My daughter (14 yrs) has a friend who is (and her family) ALWAYS late.... but not just 10-15 min late..... late to where it effects my whole family, the saftey of my daughter, and at times she will call after she is late and cancel. I hate to end a 5+ year friendship.... but this is gettting crazy. Talking to the parents doesnt help because they are part of the problem. What to do???

Answer Question
 
Anonymous

Asked by Anonymous at 7:13 PM on Nov. 8, 2008 in Teens (13-17)

Answers (7)
  •   You have to decide what is best for You, AND your child. Anyone who put my childs safty at risk would NOT be allowed to see my child. Period! Some people have NO sense of being responsible or being  on time. I wouldnt want my child learning bad habbits from a friends or the friends family.


    http://www.cafemom.com/group/48748

    vbruno

    Answer by vbruno at 7:33 PM on Nov. 8, 2008

  • Does she catch rides with you to school or church? I would leave without her a few times and tell her, "Look, we just cannot afford to be late anymore, so you've got to get here on time or miss the ride!" Might sound harsh, but sometimes the lessons we learn the hard way are the ones that remain in the memory the longest.
    Aprilmorgans

    Answer by Aprilmorgans at 7:42 PM on Nov. 8, 2008

  • Heres a crazy idea,Say you want them home by 9 so you say.You have till 8.30 to be home.Then when she shows up at 9.15 she really isnt that late.A trick I used on my older son
    fearful5

    Answer by fearful5 at 11:06 AM on Nov. 9, 2008

  • It doesn't matter. Maybe you should buy her a cellphone, so you can ask her why shes late and then you can be more understanding.
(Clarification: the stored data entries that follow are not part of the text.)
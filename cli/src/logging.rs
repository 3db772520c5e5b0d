//! Subscriber setup from [`LogConfig`].

use chainmirror_core::LogConfig;
use tracing_subscriber::{fmt, layer::SubscriberExt, util::SubscriberInitExt, EnvFilter};

/// Install the global subscriber. `RUST_LOG` wins over the configured
/// directives when set.
pub fn init(config: &LogConfig) {
    let filter = EnvFilter::try_from_default_env()
        .or_else(|_| EnvFilter::try_new(config.directives()))
        .unwrap_or_else(|_| EnvFilter::new("info"));

    if config.json {
        tracing_subscriber::registry()
            .with(filter)
            .with(fmt::layer().json())
            .init();
    } else {
        tracing_subscriber::registry()
            .with(filter)
            .with(fmt::layer().with_target(false))
            .init();
    }
}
Because her friend is late, there is no reason to end a relationship.
    thats the stupidest thing i've ever heard. by ending friendships, you get nowhere. so don't even consider that as punishment for anything, ever.
    gracellen

    Answer by gracellen at 5:40 PM on Nov. 9, 2008

  • I cannot stand people who are habitually late! It shows a lack of character, and in your case, a lack of respect!
    That is why I do not carpool (whether it be me or the other parent doing the driving) or rely on anyone to take my kids to and from any where.
    People don't function like I do, and to have to worry if my daughter (in particular) got to her destination on time is something I don't want to have to think about.

    These are the same idiots who arrive at the movie theater late and wonder why they can't find a seat. These people have no idea just how insensitive they are!

    To answer to your question/concern...if this is making your own child late for school, sports, etc., then make it clear to the other parent of the situation. You say that they don't care; well, when their kid doesn't get picked-up then they might, just might wake up.

    Posted by Paige
    Anonymous

    Answer by Anonymous at 9:05 AM on Nov. 10, 2008

  • Well I am late every where and I do have a strong character, along with a moral center and good kids.
    So I am wondering how is this effecting your whole family, and the safety of your child?
    If this person is bringing your child home, go and get your child. If your driving their child some where for some reason go to their house and get her. If they have to meet you at your house to drop their kid off to have you drive their kid some where tell them your leaving at (what ever time) if there not there with in 15 minutes then go with out them.
    If it is a problem for you and your whole family then just do what works for your family. They can just deal with it.
    mmmegan38

    Answer by mmmegan38 at 8:23 PM on Nov. 10, 2008

  • I had to chuckle a little at this because it made me think of my mother. She has been one of those "late" people for about 30 yrs. I think she started doing it on purpose to rebel against authority and now she can't help it. We had a baby shower for my sister in law and it started at 2. I asked her to be there by 1:30. I think it was almost 4 when she finally got there with the cake. It took me a long time to get over it. I have tried to change her many many times and it never works. She ends up feeling controlled and shes an adult. What I do is just deal with her. I don't give her responisibilty that I am going to be disappointed in. You just drive your own kids and let them be. DOn't count on them changing.